In contrast, Knobe and colleagues trained peer-student tutors with a 30 min instruction on musculoskeletal ultrasound only, followed by a one week self-directed learning phase and found teaching results equal to faculty members [15]. Wakefield et al. recruited faculty members not performing ultrasound on a regular basis for their undergraduate curriculum, trained them with a half-day course and found this concept feasible, although they did not assess the gain in knowledge/ skill gain or the teaching success of these tutors [28].

Peer assisted learning concepts are employed for a vast scope of skills in medical schools, and in most concepts the peer-student tutors are educated with a combined didactical and content-specific approach [5]. Even for some practictal skills, very short training concepts are reported in the literature [5]. For most skills these concepts are equal to faculty teaching [24].

There are some limitations of our study.

The main aim was to assess whether the teaching methods for the tutors were able to generate significant gains in knowledge and skills. Thus, our study was only powered to detect a within-group improvement, not to detect differences between groups. A much larger study would have been needed and should be conducted in the future to explicitly assess whether one particular method is superior to another. According to our data, a group size of more than 160 student tutors per group would be necessary to answer this question. We already pooled data from four consecutive terms, so several universities would have to implement the same program in order to conduct such a study.

We did not randomize the groups and there were slightly higher scores in the pre-OSCE-assessment of the C-group, thus there is a possibility, that our study groups were not ideally comparable. In addition, in comparison to the two other groups, a higher proportion of the CI-group did not perform the post-assessment for unknown causes, for this reason we cannot exclude the potential of some selection bias in this CI-group.

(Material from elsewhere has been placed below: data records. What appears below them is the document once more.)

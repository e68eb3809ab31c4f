//! Structure recovery for unstructured plain text.
//!
//! - `heading`: heading-like lines
//! - `paragraph`: paragraph boundaries from blank lines, bullets, sentences
//!   and length

mod heading;
mod paragraph;

pub use heading::{detect_headings, Heading};
pub use paragraph::{normalize_newlines, paragraphize};

use std::fmt;
use std::str::FromStr;

use serde::{Deserialize, Serialize};

use crate::error::Error;
use crate::limits;

/// How plain text is laid out.
#[derive(Debug, Clone, Copy, Default, PartialEq, Eq, Hash, Serialize, Deserialize)]
#[serde(rename_all = "lowercase")]
pub enum StyleMode {
    /// Every line is its own paragraph.
    #[default]
    Tweet,
    /// Long-form reflow with heading detection.
    Article,
}

impl StyleMode {
    pub fn as_str(self) -> &'static str {
        match self {
            Self::Tweet => "tweet",
            Self::Article => "article",
        }
    }
}

impl FromStr for StyleMode {
    type Err = Error;

    fn from_str(s: &str) -> Result<Self, Self::Err> {
        match s.trim().to_ascii_lowercase().as_str() {
            "tweet" => Ok(Self::Tweet),
            "article" => Ok(Self::Article),
            _ => Err(Error::UnknownMode(s.to_owned())),
        }
    }
}

impl fmt::Display for StyleMode {
    fn fmt(&self, f: &mut fmt::Formatter<'_>) -> fmt::Result {
        f.write_str(self.as_str())
    }
}

/// Character-count thresholds of the plain-text heuristics.
#[derive(Debug, Clone, Copy, PartialEq, Eq)]
pub struct ReflowThresholds {
    /// Heading lines are longer than this.
    pub heading_min_len: usize,
    /// Heading lines are shorter than this.
    pub heading_max_len: usize,
    /// Article lines accumulate into a paragraph up to this length.
    pub line_flush: usize,
    /// Unbroken article input below this length stays whole.
    pub short_input: usize,
    /// Sentences accumulate into a paragraph up to this length.
    pub sentence_flush: usize,
}

impl Default for ReflowThresholds {
    fn default() -> Self {
        Self {
            heading_min_len: limits::HEADING_MIN_LEN,
            heading_max_len: limits::HEADING_MAX_LEN,
            line_flush: limits::LINE_FLUSH_LEN,
            short_input: limits::SHORT_INPUT_LEN,
            sentence_flush: limits::SENTENCE_FLUSH_LEN,
        }
    }
}

/// Strategy for recovering structure from plain text.
pub trait TextHeuristics: Send + Sync {
    /// Heading lines of `text`, indexed into its trimmed non-empty lines.
    fn headings(&self, text: &str) -> Vec<Heading>;

    /// Ordered, non-empty paragraphs of `text`.
    fn paragraphs(&self, text: &str, mode: StyleMode) -> Vec<String>;
}

/// The built-in heuristics with tunable thresholds.
#[derive(Debug, Clone, Copy, Default, PartialEq, Eq)]
pub struct DefaultHeuristics {
    pub thresholds: ReflowThresholds,
}

impl DefaultHeuristics {
    pub fn new(thresholds: ReflowThresholds) -> Self {
        Self { thresholds }
    }
}

impl TextHeuristics for DefaultHeuristics {
    fn headings(&self, text: &str) -> Vec<Heading> {
        detect_headings(text, &self.thresholds)
    }

    fn paragraphs(&self, text: &str, mode: StyleMode) -> Vec<String> {
        paragraphize(text, mode, &self.thresholds)
    }
}

#[cfg(test)]
mod tests {
    use super::*;

    #[test]
    fn test_mode_from_str() {
        assert_eq!("tweet".parse::<StyleMode>().unwrap(), StyleMode::Tweet);
        assert_eq!(" Article ".parse::<StyleMode>().unwrap(), StyleMode::Article);
        assert!(matches!("thread".parse::<StyleMode>(), Err(Error::UnknownMode(m)) if m == "thread"));
    }

    #[test]
    fn test_mode_serde() {
        assert_eq!(serde_json::to_string(&StyleMode::Article).unwrap(), "\"article\"");
        assert_eq!(serde_json::from_str::<StyleMode>("\"tweet\"").unwrap(), StyleMode::Tweet);
    }

    #[test]
    fn test_custom_thresholds() {
        let heuristics = DefaultHeuristics::new(ReflowThresholds {
            line_flush: 10,
            ..ReflowThresholds::default()
        });
        assert_eq!(
            heuristics.paragraphs("Alpha beta\ngamma delta", StyleMode::Article),
            vec!["Alpha beta", "gamma delta"]
        );
    }
}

The assessment of the practical skills was designed to provide a rather conservative reliable measurement to compare the ultrasound scanning skills of an individual prior and after the training. Since the students had a time and image-limit, the test is likely to underestimate the actual scanning ability.

Conclusion

Ultrasound peer-student tutors improved substantially, significantly and comparably in both theoretical knowledge and practical scanning ability regardless whether they were trained by an internship only, a course only, or the combination of a course and an internship. Thus a medical faculty striving to implement an ultrasound curriculum using student tutors can choose a training method that best suits their specific circumstances.

Practice points

  • Ultrasound peer-student tutor training using an internship has the advantage of a low effort to implement a peer-student tutor training program and a lot of opportunity to practice clinical scanning skills. Disadvantages are a low capacity and a limited control over the content.

  • Ultrasound peer-student tutor training using a course has the advantage of a high capacity and full control over the content. Disadvantages are a high organizational effort and little time to practice clinical scanning.

  • The combination of course and internship combines the advantages and the disadvantages of both concepts.

  • In our study, peer-student tutors trained with any strategy showed comparable theoretical and practical skill gain.